What is Michigan’s fascination with Euchre?

Wait…did I just pick up on someone saying “What’s that? Yootch-ree? Yucker? Ee-yoo-kra?” For anyone who is uninformed, it’s pronounced YOO-ker…and I am well aware the majority of you already knew that.

I am not going to go over the how-to-play rules, as it too confusing to the novices. Have you ever tried to teach someone how to play? It takes awhile, doesn’t it? Trump, bowers, etc. Plus, you’ll be asked “Whaddya mean, the Jack in the other same-color suit is the next best trump card?” And that explanation and mistake will be made over and over again until they understand it.

So what is Michigan’s fascination with the game? Nobody knows for sure. A theory found on clickondetroit.com states:

It’s probably because of Midwestern family values…..who taught you how to play Euchre?
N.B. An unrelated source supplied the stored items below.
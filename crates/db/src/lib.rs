//! Showtime data access layer.
//!
//! Documents live in one JSONB table per [`Collection`]. Handlers talk to a
//! [`DocumentStore`] trait object so the PostgreSQL backend and the
//! in-memory backend are interchangeable; the per-collection repositories
//! in [`repositories`] add the route-level matching rules on top.

pub mod collection;
pub mod models;
pub mod repositories;
pub mod store;

pub use collection::Collection;
pub use store::memory::InMemoryDocumentStore;
pub use store::postgres::PgDocumentStore;
pub use store::{DocumentStore, InsertOutcome, StoreError};

use sqlx::postgres::PgPoolOptions;

pub type DbPool = sqlx::PgPool;

/// Create a connection pool from a database URL.
pub async fn create_pool(database_url: &str) -> Result<DbPool, sqlx::Error> {
    PgPoolOptions::new()
        .max_connections(20)
        .connect(database_url)
        .await
}

/// Run a trivial query to confirm the database is reachable.
pub async fn health_check(pool: &DbPool) -> Result<(), sqlx::Error> {
    sqlx::query("SELECT 1").execute(pool).await?;
    Ok(())
}

/// Apply the embedded migrations in `crates/db/migrations`.
pub async fn run_migrations(pool: &DbPool) -> Result<(), sqlx::migrate::MigrateError> {
    sqlx::migrate!("./migrations").run(pool).await
}
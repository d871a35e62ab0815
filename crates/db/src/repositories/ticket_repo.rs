//! Repository for the `tickets` collection.

use showtime_core::types::Document;

use crate::collection::Collection;
use crate::store::{DocumentStore, InsertOutcome, StoreError};

pub struct TicketRepo;

impl TicketRepo {
    pub async fn list(
        store: &dyn DocumentStore,
        filter: &Document,
    ) -> Result<Vec<Document>, StoreError> {
        store.find(Collection::Tickets, filter).await
    }

    pub async fn create(
        store: &dyn DocumentStore,
        ticket: Document,
    ) -> Result<InsertOutcome, StoreError> {
        store.insert_one(Collection::Tickets, ticket).await
    }
}
//! Showtime API server library.
//!
//! Exposes the building blocks (config, state, error handling, routes) so
//! integration tests and the binary entrypoint share the same router.

pub mod auth;
pub mod config;
pub mod error;
pub mod extract;
pub mod handlers;
pub mod response;
pub mod router;
pub mod routes;
pub mod state;
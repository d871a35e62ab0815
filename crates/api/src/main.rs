use std::net::SocketAddr;
use std::sync::Arc;

use tracing_subscriber::{layer::SubscriberExt, util::SubscriberInitExt};

use showtime_api::config::{ServerConfig, StoreBackend};
use showtime_api::router::build_app_router;
use showtime_api::state::AppState;
use showtime_db::{DocumentStore, InMemoryDocumentStore, PgDocumentStore};
use showtime_events::{EmailConfig, EmailDelivery, NotificationSender, UnconfiguredSender};

#[tokio::main]
async fn main() {
    dotenvy::dotenv().ok();

    tracing_subscriber::registry()
        .with(
            tracing_subscriber::EnvFilter::try_from_default_env()
                .unwrap_or_else(|_| "showtime_api=debug,showtime_events=debug,tower_http=debug".into()),
        )
        .with(tracing_subscriber::fmt::layer())
        .init();

    let config = ServerConfig::from_env().expect("Invalid server configuration");
    tracing::info!(
        host = %config.host,
        port = config.port,
        in_memory = matches!(config.store, StoreBackend::Memory),
        "Configuration loaded"
    );

    let store = open_store(&config.store).await;
    let mailer = open_mailer();

    let state = AppState {
        store,
        config: Arc::new(config.clone()),
        mailer,
    };

    let app = build_app_router(state, &config);

    let addr = SocketAddr::new(
        config.host.parse().expect("Invalid HOST address"),
        config.port,
    );
    tracing::info!(%addr, "Starting server");

    let listener = tokio::net::TcpListener::bind(addr)
        .await
        .expect("Failed to bind to address");

    axum::serve(listener, app)
        .with_graceful_shutdown(shutdown_signal())
        .await
        .expect("Server error");

    tracing::info!("Graceful shutdown complete");
}

/// Connect the configured document store. Postgres is checked and
/// migrated before the server accepts traffic.
async fn open_store(backend: &StoreBackend) -> Arc<dyn DocumentStore> {
    let StoreBackend::Postgres { database_url } = backend else {
        tracing::warn!("STORE_BACKEND=memory: documents are lost on exit");
        return Arc::new(InMemoryDocumentStore::new());
    };

    let pool = showtime_db::create_pool(database_url)
        .await
        .expect("Failed to connect to database");
    showtime_db::health_check(&pool)
        .await
        .expect("Database health check failed");
    showtime_db::run_migrations(&pool)
        .await
        .expect("Failed to run database migrations");
    tracing::info!("Database ready, migrations applied");

    Arc::new(PgDocumentStore::new(pool))
}

fn open_mailer() -> Arc<dyn NotificationSender> {
    match EmailConfig::from_env() {
        Some(email) => Arc::new(EmailDelivery::new(email).expect("Invalid SMTP configuration")),
        None => {
            tracing::warn!("SMTP_HOST not set; payment confirmations will fail");
            Arc::new(UnconfiguredSender)
        }
    }
}

/// Wait for SIGINT (Ctrl-C) or, on Unix, SIGTERM.
async fn shutdown_signal() {
    let ctrl_c = async {
        tokio::signal::ctrl_c()
            .await
            .expect("Failed to install Ctrl-C handler");
    };

    #[cfg(unix)]
    let terminate = async {
        tokio::signal::unix::signal(tokio::signal::unix::SignalKind::terminate())
            .expect("Failed to install SIGTERM handler")
            .recv()
            .await;
    };

    #[cfg(not(unix))]
    let terminate = std::future::pending::<()>();

    tokio::select! {
        () = ctrl_c => {
            tracing::info!("Received SIGINT (Ctrl-C), starting graceful shutdown");
        }
        () = terminate => {
            tracing::info!("Received SIGTERM, starting graceful shutdown");
        }
    }
}
//! Signed identity tokens issued on successful login.
//!
//! Tokens are HS256-signed JWTs containing a [`Claims`] payload. No route
//! in this service requires one; [`validate_token`] exists for clients of
//! the library and for tests.

use jsonwebtoken::{decode, encode, Algorithm, DecodingKey, EncodingKey, Header, Validation};
use serde::{Deserialize, Serialize};
use showtime_core::types::DbId;
use uuid::Uuid;

use crate::config::ConfigError;

/// Payload of a login token.
#[derive(Debug, Clone, Serialize, Deserialize)]
pub struct Claims {
    /// Storage key of the account that logged in, as a decimal string.
    pub sub: String,
    pub username: String,
    /// Expiry, seconds since the Unix epoch.
    pub exp: i64,
    /// Issue time, seconds since the Unix epoch.
    pub iat: i64,
    /// Random per-login identifier.
    pub jti: String,
}

/// Configuration for token signing.
#[derive(Debug, Clone)]
pub struct JwtConfig {
    /// Shared HS256 key.
    pub secret: String,
    /// Minutes until a token expires.
    pub expiry_mins: i64,
}

/// Default token expiry in minutes.
const DEFAULT_EXPIRY_MINS: i64 = 60;

impl JwtConfig {
    /// Read the signing key and lifetime from the environment.
    ///
    /// | Env Var           | Required | Default |
    /// |-------------------|----------|---------|
    /// | `JWT_SECRET`      | **yes**  | --      |
    /// | `JWT_EXPIRY_MINS` | no       | `60`    |
    pub fn from_env() -> Result<Self, ConfigError> {
        let secret = std::env::var("JWT_SECRET")
            .ok()
            .filter(|s| !s.is_empty())
            .ok_or(ConfigError::Missing("JWT_SECRET"))?;

        let expiry_mins = match std::env::var("JWT_EXPIRY_MINS") {
            Ok(raw) => raw
                .parse()
                .map_err(|_| ConfigError::Invalid("JWT_EXPIRY_MINS", raw))?,
            Err(_) => DEFAULT_EXPIRY_MINS,
        };

        Ok(Self {
            secret,
            expiry_mins,
        })
    }
}

/// Sign a token for an account that just logged in.
pub fn generate_token(
    user_id: DbId,
    username: &str,
    config: &JwtConfig,
) -> Result<String, jsonwebtoken::errors::Error> {
    let issued_at = chrono::Utc::now().timestamp();
    let claims = Claims {
        sub: user_id.to_string(),
        username: username.to_owned(),
        exp: issued_at + config.expiry_mins * 60,
        iat: issued_at,
        jti: Uuid::new_v4().to_string(),
    };
    let key = EncodingKey::from_secret(config.secret.as_bytes());

    encode(&Header::new(Algorithm::HS256), &claims, &key)
}

/// Check the signature and expiry of a token and return its [`Claims`].
pub fn validate_token(
    token: &str,
    config: &JwtConfig,
) -> Result<Claims, jsonwebtoken::errors::Error> {
    let key = DecodingKey::from_secret(config.secret.as_bytes());
    decode::<Claims>(token, &key, &Validation::new(Algorithm::HS256)).map(|data| data.claims)
}
//! Per-collection repositories.
//!
//! Each repository is a zero-sized struct with associated async functions
//! that take the shared store explicitly, so handlers never reach for
//! ambient state.

pub mod movie_repo;
pub mod theatre_repo;
pub mod ticket_repo;
pub mod user_repo;

pub use movie_repo::MovieRepo;
pub use theatre_repo::TheatreRepo;
pub use ticket_repo::TicketRepo;
pub use user_repo::UserRepo;

use serde_json::Value;
use showtime_core::types::{Document, APP_ID_FIELD};

/// Filter matching the application-level `id` field.
pub(crate) fn id_filter(id: Value) -> Document {
    let mut filter = Document::new();
    filter.insert(APP_ID_FIELD.to_string(), id);
    filter
}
Probably a parent, aunt/uncle, cousin or sibling…..The game brings families together for a game, keeping those connections alive.

Actually, I learned how to play in college where the kids would play euchre for most of the day, skipping classes. Nowadays, these kids are grown and attend weekly euchre tournaments, hoping to take home a few extra bucks.

How-to-play, according to cardgames.io, is briefly

A player leads with a suit, other players must follow suit if they have it, but are otherwise free to play any card if they have nothing in the lead suit. Cards are ranked from high to low, trump beats lead suit, lead suit beats other suits. The person who takes a trick leads in the next trick.

Euchre was introduced to North America in the early 1800s but from where? Some sources say Germany, others say France. The best bet would be Germany, as brittanica.com states the name ‘euchre’ “derives from a 19th-century Alsatian game called juckerspiel from the fact that its two top trumps are Jucker, meaning “jack.”

But it is a lotta fun to play with people who are familiar with the rules.
It also gives people an extra reason to booze it up.